## EXERCISE OBJECTIVE
Copy each line of the entries that contains the word "SmallVec".

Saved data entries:

------------------------------

//! # Server Module
//!
//! Request/response types, the [`App`] pipeline and the listener.
//!
//! A request flows through:
//!
//! 1. middleware `before` (logger, static files), which may answer directly
//! 2. routing: no match gives `404`, a match under another method `405` with `Allow`
//! 3. the route's chain: binder and validation, before hooks, handler, after hooks
//! 4. the renderer, unless a stage already wrote the response or aborted
//! 5. middleware `after`, in reverse order
//!
//! A panic anywhere in the chain is caught and answered with `500`.

mod app;
mod http_server;
mod request;
mod response;

pub use app::App;
pub use http_server::{HttpServer, ServerHandle};
pub use request::{parse_cookies, Request};
pub use response::Response;
//! Structured logging setup
//!
//! Installs a `tracing-subscriber` registry with an `EnvFilter` and either a
//! JSON layer (production) or a pretty layer (development). Output can go
//! through a `tracing-appender` non-blocking writer; the returned guard must
//! be kept alive for buffered lines to be flushed.
//!
//! | Variable | Default | Meaning |
//! |----------|---------|---------|
//! | `NF_LOG_LEVEL` | `info` | trace/debug/info/warn/error, overridden by `RUST_LOG` |
//! | `NF_LOG_FORMAT` | `json` | `json` or `pretty` |
//! | `NF_LOG_INCLUDE_LOCATION` | `false` | add file and line to each event |
//! | `NF_LOG_ASYNC` | `true` | write through a background thread |

use std::env;

use anyhow::{Context, Result};
use tracing::Level;
use tracing_appender::non_blocking::WorkerGuard;
use tracing_subscriber::layer::SubscriberExt;
use tracing_subscriber::util::SubscriberInitExt;
use tracing_subscriber::{EnvFilter, Layer};

/// Log format: JSON for production, pretty-print for development
#[derive(Debug, Clone, Copy, PartialEq, Eq)]
pub enum LogFormat {
    Json,
    Pretty,
}

impl LogFormat {
    pub fn parse(s: &str) -> Self {
        match s.to_lowercase().as_str() {
            "pretty" => LogFormat::Pretty,
            _ => LogFormat::Json,
        }
    }
}

#[derive(Debug, Clone, PartialEq, Eq)]
pub struct LogConfig {
    /// Log level: trace/debug/info/warn/error
    pub log_level: String,
    pub format: LogFormat,
    /// Include file:line location (dev only)
    pub include_location: bool,
    /// Enable non-blocking buffered output
    pub async_logging: bool,
}

impl Default for LogConfig {
    fn default() -> Self {
        Self {
            log_level: "info".to_string(),
            format: LogFormat::Json,
            include_location: false,
            async_logging: true,
        }
    }
}

impl LogConfig {
    /// Parse configuration from environment variables with defaults
    pub fn from_env() -> Self {
        Self::from_lookup(|key| env::var(key).ok())
    }

    /// Same as [`LogConfig::from_env`] with an explicit variable source.
    pub fn from_lookup(lookup: impl Fn(&str) -> Option<String>) -> Self {
        let defaults = Self::default();
        Self {
            log_level: lookup("NF_LOG_LEVEL").unwrap_or(defaults.log_level),
            format: lookup("NF_LOG_FORMAT").map_or(defaults.format, |f| LogFormat::parse(&f)),
            include_location: lookup("NF_LOG_INCLUDE_LOCATION")
                .and_then(|s| s.parse().ok())
                .unwrap_or(defaults.include_location),
            async_logging: lookup("NF_LOG_ASYNC")
                .and_then(|s| s.parse().ok())
                .unwrap_or(defaults.async_logging),
        }
    }

    /// Create a default configuration for development and tests
    pub fn default_dev() -> Self {
        Self {
            log_level: "debug".to_string(),
            format: LogFormat::Pretty,
            include_location: true,
            async_logging: false,
        }
    }

    fn level(&self) -> Level {
        match self.log_level.to_lowercase().as_str() {
            "trace" => Level::TRACE,
            "debug" => Level::DEBUG,
            "warn" => Level::WARN,
            "error" => Level::ERROR,
            _ => Level::INFO,
        }
    }
}

/// Install the global subscriber.
///
/// Returns the appender guard when `async_logging` is on; dropping it flushes
/// and stops the background writer.
///
/// # Errors
///
/// Fails when a global subscriber is already installed.
///
/// ```no_run
/// use nfweb::logging::{init_logging, LogConfig};
///
/// let _guard = init_logging(&LogConfig::from_env()).expect("logging");
/// ```
pub fn init_logging(config: &LogConfig) -> Result<Option<WorkerGuard>> {
    let env_filter = EnvFilter::try_from_default_env()
        .unwrap_or_else(|_| EnvFilter::new(config.level().as_str()));
    let registry = tracing_subscriber::registry().with(env_filter);

    let (writer, guard) = if config.async_logging {
        let (w, g) = tracing_appender::non_blocking(std::io::stdout());
        (tracing_subscriber::fmt::writer::BoxMakeWriter::new(w), Some(g))
    } else {
        (tracing_subscriber::fmt::writer::BoxMakeWriter::new(std::io::stdout), None)
    };

    let fmt_layer = match config.format {
        LogFormat::Json => tracing_subscriber::fmt::layer()
            .json()
            .with_current_span(true)
            .with_target(true)
            .with_thread_ids(true)
            .with_file(config.include_location)
            .with_line_number(config.include_location)
            .with_writer(writer)
            .boxed(),
        LogFormat::Pretty => tracing_subscriber::fmt::layer()
            .pretty()
            .with_target(true)
            .with_file(config.include_location)
            .with_line_number(config.include_location)
            .with_writer(writer)
            .boxed(),
    };

    registry
        .with(fmt_layer)
        .try_init()
        .context("Failed to initialize logging")?;
    Ok(guard)
}

#[cfg(test)]
mod tests {
    use super::*;
    use std::collections::HashMap;

    #[test]
    fn test_log_format_parse() {
        assert_eq!(LogFormat::parse("json"), LogFormat::Json);
        assert_eq!(LogFormat::parse("PRETTY"), LogFormat::Pretty);
        assert_eq!(LogFormat::parse("invalid"), LogFormat::Json);
    }

    #[test]
    fn test_from_lookup() {
        let vars: HashMap<&str, &str> = [
            ("NF_LOG_LEVEL", "debug"),
            ("NF_LOG_FORMAT", "pretty"),
            ("NF_LOG_ASYNC", "false"),
            ("NF_LOG_INCLUDE_LOCATION", "nope"),
        ]
        .into_iter()
        .collect();
        let config = LogConfig::from_lookup(|k| vars.get(k).map(|v| v.to_string()));
        assert_eq!(config.level(), Level::DEBUG);
        assert_eq!(config.format, LogFormat::Pretty);
        assert!(!config.async_logging);
        assert!(!config.include_location);
    }

    #[test]
    fn test_defaults() {
        let config = LogConfig::from_lookup(|_| None);
        assert_eq!(config, LogConfig::default());
        assert_eq!(config.level(), Level::INFO);
        assert_eq!(LogConfig::default_dev().format, LogFormat::Pretty);
    }
}
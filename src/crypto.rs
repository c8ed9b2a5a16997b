//! Symmetric encryption and digest helpers.
//!
//! Encryption uses AES-GCM. Any key length is accepted: keys are zero padded
//! (or truncated) to the nearest of 16, 24 or 32 bytes, which also selects
//! AES-128, AES-192 or AES-256. The random 96-bit nonce is prepended to the
//! ciphertext.

use std::fmt;

use aes_gcm::aead::consts::U12;
use aes_gcm::aead::generic_array::GenericArray;
use aes_gcm::aead::{Aead, AeadCore, KeyInit, OsRng};
use aes_gcm::{Aes128Gcm, Aes256Gcm, AesGcm};
use base64::engine::general_purpose::URL_SAFE_NO_PAD;
use base64::Engine;
use md5::Md5;
use sha2::{Digest, Sha256};

type Aes192Gcm = AesGcm<aes::Aes192, U12>;

const NONCE_LEN: usize = 12;

#[derive(Debug, Clone, PartialEq, Eq)]
pub enum CryptoError {
    /// Ciphertext shorter than the nonce.
    Truncated,
    /// Authentication failed or the key is wrong.
    Open,
    Seal,
    /// Token was not valid base64.
    Encoding,
}

impl fmt::Display for CryptoError {
    fn fmt(&self, f: &mut fmt::Formatter<'_>) -> fmt::Result {
        match self {
            CryptoError::Truncated => write!(f, "ciphertext is shorter than the nonce"),
            CryptoError::Open => write!(f, "decryption failed"),
            CryptoError::Seal => write!(f, "encryption failed"),
            CryptoError::Encoding => write!(f, "token is not valid base64"),
        }
    }
}

impl std::error::Error for CryptoError {}

/// Resize `key` to 16, 24 or 32 bytes.
#[must_use]
pub fn resize_key(key: &[u8]) -> Vec<u8> {
    let size = match key.len() {
        0..=16 => 16,
        17..=24 => 24,
        _ => 32,
    };
    let mut out = key[..key.len().min(size)].to_vec();
    out.resize(size, 0);
    out
}

enum Cipher {
    A128(Aes128Gcm),
    A192(Aes192Gcm),
    A256(Aes256Gcm),
}

impl Cipher {
    fn new(key: &[u8]) -> Result<Self, CryptoError> {
        let key = resize_key(key);
        let cipher = match key.len() {
            16 => Aes128Gcm::new_from_slice(&key).map(Cipher::A128),
            24 => Aes192Gcm::new_from_slice(&key).map(Cipher::A192),
            _ => Aes256Gcm::new_from_slice(&key).map(Cipher::A256),
        };
        cipher.map_err(|_| CryptoError::Seal)
    }

    fn seal(&self, plain: &[u8]) -> Result<Vec<u8>, CryptoError> {
        match self {
            Cipher::A128(c) => seal(c, plain),
            Cipher::A192(c) => seal(c, plain),
            Cipher::A256(c) => seal(c, plain),
        }
    }

    fn open(&self, data: &[u8]) -> Result<Vec<u8>, CryptoError> {
        match self {
            Cipher::A128(c) => open(c, data),
            Cipher::A192(c) => open(c, data),
            Cipher::A256(c) => open(c, data),
        }
    }
}

fn seal<C: Aead + AeadCore<NonceSize = U12>>(cipher: &C, plain: &[u8]) -> Result<Vec<u8>, CryptoError> {
    let nonce = C::generate_nonce(&mut OsRng);
    let sealed = cipher.encrypt(&nonce, plain).map_err(|_| CryptoError::Seal)?;
    let mut out = Vec::with_capacity(NONCE_LEN + sealed.len());
    out.extend_from_slice(&nonce);
    out.extend_from_slice(&sealed);
    Ok(out)
}

fn open<C: Aead + AeadCore<NonceSize = U12>>(cipher: &C, data: &[u8]) -> Result<Vec<u8>, CryptoError> {
    if data.len() < NONCE_LEN {
        return Err(CryptoError::Truncated);
    }
    let (nonce, body) = data.split_at(NONCE_LEN);
    cipher
        .decrypt(GenericArray::from_slice(nonce), body)
        .map_err(|_| CryptoError::Open)
}

/// Encrypt `plain` with `key`.
pub fn encrypt(plain: &[u8], key: &[u8]) -> Result<Vec<u8>, CryptoError> {
    Cipher::new(key)?.seal(plain)
}

/// Inverse of [`encrypt`].
pub fn decrypt(data: &[u8], key: &[u8]) -> Result<Vec<u8>, CryptoError> {
    Cipher::new(key)?.open(data)
}

/// Encrypts short tokens (session ids, CSRF values) with one configured key.
///
/// The cipher is built once at construction; instances are passed around
/// explicitly instead of living in a process-wide slot.
pub struct TokenCipher {
    cipher: Cipher,
}

impl TokenCipher {
    pub fn new(key: &[u8]) -> Result<Self, CryptoError> {
        Ok(Self {
            cipher: Cipher::new(key)?,
        })
    }

    /// Encrypt and encode as URL-safe base64.
    pub fn seal(&self, token: &str) -> Result<String, CryptoError> {
        Ok(URL_SAFE_NO_PAD.encode(self.cipher.seal(token.as_bytes())?))
    }

    pub fn open(&self, sealed: &str) -> Result<String, CryptoError> {
        let raw = URL_SAFE_NO_PAD
            .decode(sealed)
            .map_err(|_| CryptoError::Encoding)?;
        let plain = self.cipher.open(&raw)?;
        String::from_utf8(plain).map_err(|_| CryptoError::Encoding)
    }
}

impl fmt::Debug for TokenCipher {
    fn fmt(&self, f: &mut fmt::Formatter<'_>) -> fmt::Result {
        f.debug_struct("TokenCipher").finish_non_exhaustive()
    }
}

#[must_use]
pub fn md5_hex(data: &[u8]) -> String {
    hex::encode(Md5::digest(data))
}

#[must_use]
pub fn sha256_hex(data: &[u8]) -> String {
    hex::encode(Sha256::digest(data))
}

#[cfg(test)]
mod tests {
    use super::*;

    #[test]
    fn test_round_trip_for_every_key_size() {
        let plain = b"attack at dawn";
        for key in [&b""[..], b"short", b"exactly-sixteen!", b"twenty-four-bytes-key!!!", b"a much longer key that exceeds thirty two bytes"] {
            let sealed = encrypt(plain, key).unwrap();
            assert_ne!(&sealed[NONCE_LEN..], plain);
            assert_eq!(decrypt(&sealed, key).unwrap(), plain);
        }
    }

    #[test]
    fn test_resize_key() {
        assert_eq!(resize_key(b"abc").len(), 16);
        assert_eq!(resize_key(&[1u8; 20]).len(), 24);
        assert_eq!(resize_key(&[1u8; 40]).len(), 32);
        assert_eq!(&resize_key(b"abc")[..4], b"abc\0");
    }

    #[test]
    fn test_wrong_key_fails() {
        let sealed = encrypt(b"secret", b"key-one").unwrap();
        assert_eq!(decrypt(&sealed, b"key-two"), Err(CryptoError::Open));
        assert_eq!(decrypt(&sealed[..4], b"key-one"), Err(CryptoError::Truncated));
    }

    #[test]
    fn test_token_cipher() {
        let tokens = TokenCipher::new(b"session-key").unwrap();
        let sealed = tokens.seal("user:42").unwrap();
        assert_eq!(tokens.open(&sealed).unwrap(), "user:42");
        assert_eq!(tokens.open("!!"), Err(CryptoError::Encoding));
    }

    #[test]
    fn test_digests() {
        assert_eq!(md5_hex(b""), "d41d8cd98f00b204e9800998ecf8427e");
        assert_eq!(
            sha256_hex(b"abc"),
            "ba7816bf8f01cfea414140de5dae2223b00361a396177a9cb410ff61f20015ad"
        );
    }
}
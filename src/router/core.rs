//! Route registry and matching.
//!
//! The registry keeps every route in registration order for listing and a
//! radix tree for lookup. It is add-only while the application is built and
//! read-only once serving.

use std::collections::HashSet;
use std::fmt;
use std::sync::Arc;

use http::Method;
use smallvec::SmallVec;
use tracing::{debug, info, warn};

use super::radix::{param_name, segments, RadixRouter};
use crate::context::Context;
use crate::mvc::RenderKind;

/// Maximum number of path parameters before heap allocation.
/// Most routes have ≤4 path params (e.g., /users/{id}/posts/{postId}).
pub const MAX_INLINE_PARAMS: usize = 8;

/// Stack-allocated path parameter storage for the hot path.
///
/// Param names are `Arc<str>` shared with the route tree; values are the
/// per-request URL segments.
pub type ParamVec = SmallVec<[(Arc<str>, String); MAX_INLINE_PARAMS]>;

/// One stage of a route's handler chain.
pub type Stage = Arc<dyn Fn(&mut Context) + Send + Sync>;

/// Listing metadata for a registered route.
#[derive(Debug, Clone, PartialEq, Eq)]
pub struct RouteEntry {
    pub method: Method,
    pub pattern: String,
    /// Template used when the route renders HTML.
    pub view: String,
    pub render: RenderKind,
    /// Type name of the argument record, `-` for plain routes.
    pub args_type: &'static str,
    /// Name of the resolved handler method, empty when none.
    pub handler: String,
}

impl RouteEntry {
    #[must_use]
    pub fn new(method: Method, pattern: impl Into<String>) -> Self {
        Self {
            method,
            pattern: pattern.into(),
            view: String::new(),
            render: RenderKind::Html,
            args_type: "-",
            handler: String::new(),
        }
    }

    #[must_use]
    pub fn with_handler(mut self, handler: impl Into<String>) -> Self {
        self.handler = handler.into();
        self
    }

    #[must_use]
    pub fn with_view(mut self, view: impl Into<String>, render: RenderKind) -> Self {
        self.view = view.into();
        self.render = render;
        self
    }

    #[must_use]
    pub fn with_args(mut self, args_type: &'static str) -> Self {
        self.args_type = args_type;
        self
    }
}

/// A registered route: its entry plus the ordered handler chain.
pub struct Route {
    pub entry: RouteEntry,
    pub chain: Vec<Stage>,
}

impl Route {
    #[must_use]
    pub fn new(entry: RouteEntry, chain: Vec<Stage>) -> Self {
        Self { entry, chain }
    }

    /// Run the chain in order, stopping once a stage aborts.
    pub fn run(&self, ctx: &mut Context) {
        for stage in &self.chain {
            if ctx.is_aborted() {
                break;
            }
            stage(ctx);
        }
    }
}

impl fmt::Debug for Route {
    fn fmt(&self, f: &mut fmt::Formatter<'_>) -> fmt::Result {
        f.debug_struct("Route")
            .field("entry", &self.entry)
            .field("stages", &self.chain.len())
            .finish()
    }
}

/// Result of successfully matching a request to a route.
#[derive(Debug, Clone)]
pub struct RouteMatch {
    pub route: Arc<Route>,
    /// Path parameters extracted from the URL (e.g., `{id}` → `("id", "123")`)
    pub params: ParamVec,
}

impl RouteMatch {
    /// Path parameter by name; the last occurrence wins.
    #[inline]
    #[must_use]
    pub fn param(&self, name: &str) -> Option<&str> {
        self.params
            .iter()
            .rfind(|(k, _)| k.as_ref() == name)
            .map(|(_, v)| v.as_str())
    }
}

/// Registration failures. These are startup errors.
#[derive(Debug, Clone, PartialEq, Eq)]
pub enum RouteError {
    /// Same method and pattern (parameter names ignored) registered twice.
    Duplicate { method: Method, pattern: String },
    /// Pattern not starting with `/`, or with an empty `{}` segment.
    InvalidPattern { pattern: String },
}

impl fmt::Display for RouteError {
    fn fmt(&self, f: &mut fmt::Formatter<'_>) -> fmt::Result {
        match self {
            RouteError::Duplicate { method, pattern } => {
                write!(f, "duplicate route {method} {pattern}")
            }
            RouteError::InvalidPattern { pattern } => {
                write!(f, "invalid route pattern '{pattern}'")
            }
        }
    }
}

impl std::error::Error for RouteError {}

/// `/users/{id}` and `/users/{uid}` share the key `/users/{}`.
fn shape(pattern: &str) -> String {
    let mut key = String::with_capacity(pattern.len());
    for seg in segments(pattern) {
        key.push('/');
        key.push_str(if param_name(seg).is_some() { "{}" } else { seg });
    }
    if key.is_empty() {
        key.push('/');
    }
    key
}

fn check_pattern(pattern: &str) -> Result<(), RouteError> {
    let bad = !pattern.starts_with('/')
        || segments(pattern)
            .iter()
            .any(|s| param_name(s).is_some_and(str::is_empty));
    if bad {
        Err(RouteError::InvalidPattern {
            pattern: pattern.to_string(),
        })
    } else {
        Ok(())
    }
}

/// Ordered route registry with radix-tree matching.
#[derive(Default)]
pub struct Router {
    radix: RadixRouter,
    routes: Vec<Arc<Route>>,
    shapes: HashSet<(Method, String)>,
}

impl fmt::Debug for Router {
    fn fmt(&self, f: &mut fmt::Formatter<'_>) -> fmt::Result {
        f.debug_struct("Router")
            .field("routes", &self.routes.len())
            .finish()
    }
}

impl Router {
    #[must_use]
    pub fn new() -> Self {
        Self::default()
    }

    /// Register a route. Duplicate method/pattern pairs are rejected.
    pub fn add(&mut self, entry: RouteEntry, chain: Vec<Stage>) -> Result<(), RouteError> {
        check_pattern(&entry.pattern)?;
        let key = (entry.method.clone(), shape(&entry.pattern));
        if !self.shapes.insert(key) {
            return Err(RouteError::Duplicate {
                method: entry.method,
                pattern: entry.pattern,
            });
        }
        debug!(
            method = %entry.method,
            pattern = %entry.pattern,
            handler = %entry.handler,
            args = %entry.args_type,
            stages = chain.len(),
            "Route registered"
        );
        let route = Arc::new(Route::new(entry, chain));
        self.radix.insert(Arc::clone(&route));
        self.routes.push(route);
        Ok(())
    }

    /// Match a request to a route.
    #[must_use]
    pub fn route(&self, method: &Method, path: &str) -> Option<RouteMatch> {
        // RT1: Route match attempt
        debug!(method = %method, path = %path, "Route match attempt");
        match self.radix.route(method, path) {
            Some((route, params)) => {
                // RT3: Route matched
                debug!(
                    method = %method,
                    path = %path,
                    route_pattern = %route.entry.pattern,
                    path_params = ?params,
                    "Route matched"
                );
                Some(RouteMatch { route, params })
            }
            None => {
                // RT4: No route found
                warn!(method = %method, path = %path, "No route matched");
                None
            }
        }
    }

    /// Methods registered for `path`; empty when the path is unknown.
    #[must_use]
    pub fn allowed_methods(&self, path: &str) -> Vec<Method> {
        self.radix.methods(path)
    }

    /// Entries in registration order.
    pub fn entries(&self) -> impl Iterator<Item = &RouteEntry> {
        self.routes.iter().map(|r| &r.entry)
    }

    /// Entries sorted by pattern; registration order breaks ties.
    #[must_use]
    pub fn sorted_entries(&self) -> Vec<&RouteEntry> {
        let mut entries: Vec<&RouteEntry> = self.entries().collect();
        entries.sort_by(|a, b| a.pattern.cmp(&b.pattern));
        entries
    }

    #[must_use]
    pub fn len(&self) -> usize {
        self.routes.len()
    }

    #[must_use]
    pub fn is_empty(&self) -> bool {
        self.routes.is_empty()
    }

    /// Formatted table of all routes sorted by pattern.
    #[must_use]
    pub fn route_table(&self) -> String {
        const HEADERS: [&str; 6] = ["METHOD", "PATTERN", "HANDLER", "ARGS", "RENDER", "VIEW"];
        let rows: Vec<[String; 6]> = self
            .sorted_entries()
            .into_iter()
            .map(|e| {
                [
                    e.method.to_string(),
                    e.pattern.clone(),
                    if e.handler.is_empty() { "-".into() } else { e.handler.clone() },
                    e.args_type.to_string(),
                    e.render.to_string(),
                    if e.view.is_empty() { "-".into() } else { e.view.clone() },
                ]
            })
            .collect();

        let mut widths = HEADERS.map(str::len);
        for row in &rows {
            for (w, cell) in widths.iter_mut().zip(row) {
                *w = (*w).max(cell.len());
            }
        }

        let mut out = String::new();
        let mut push_row = |cells: &[&str]| {
            let line: Vec<String> = cells
                .iter()
                .zip(widths)
                .map(|(c, w)| format!("{c:<w$}"))
                .collect();
            out.push_str(line.join("  ").trim_end());
            out.push('\n');
        };
        push_row(&HEADERS);
        for row in &rows {
            let cells: Vec<&str> = row.iter().map(String::as_str).collect();
            push_row(&cells);
        }
        out
    }

    /// Log the route table.
    pub fn dump_routes(&self) {
        // RT5: Routing table loaded
        info!(
            routes_count = self.routes.len(),
            "Routing table loaded\n{}",
            self.route_table()
        );
    }
}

------------------------------

## RESULT OF THIS EXERCISE
use smallvec::SmallVec;
pub type ParamVec = SmallVec<[(Arc<str>, String); MAX_INLINE_PARAMS]>;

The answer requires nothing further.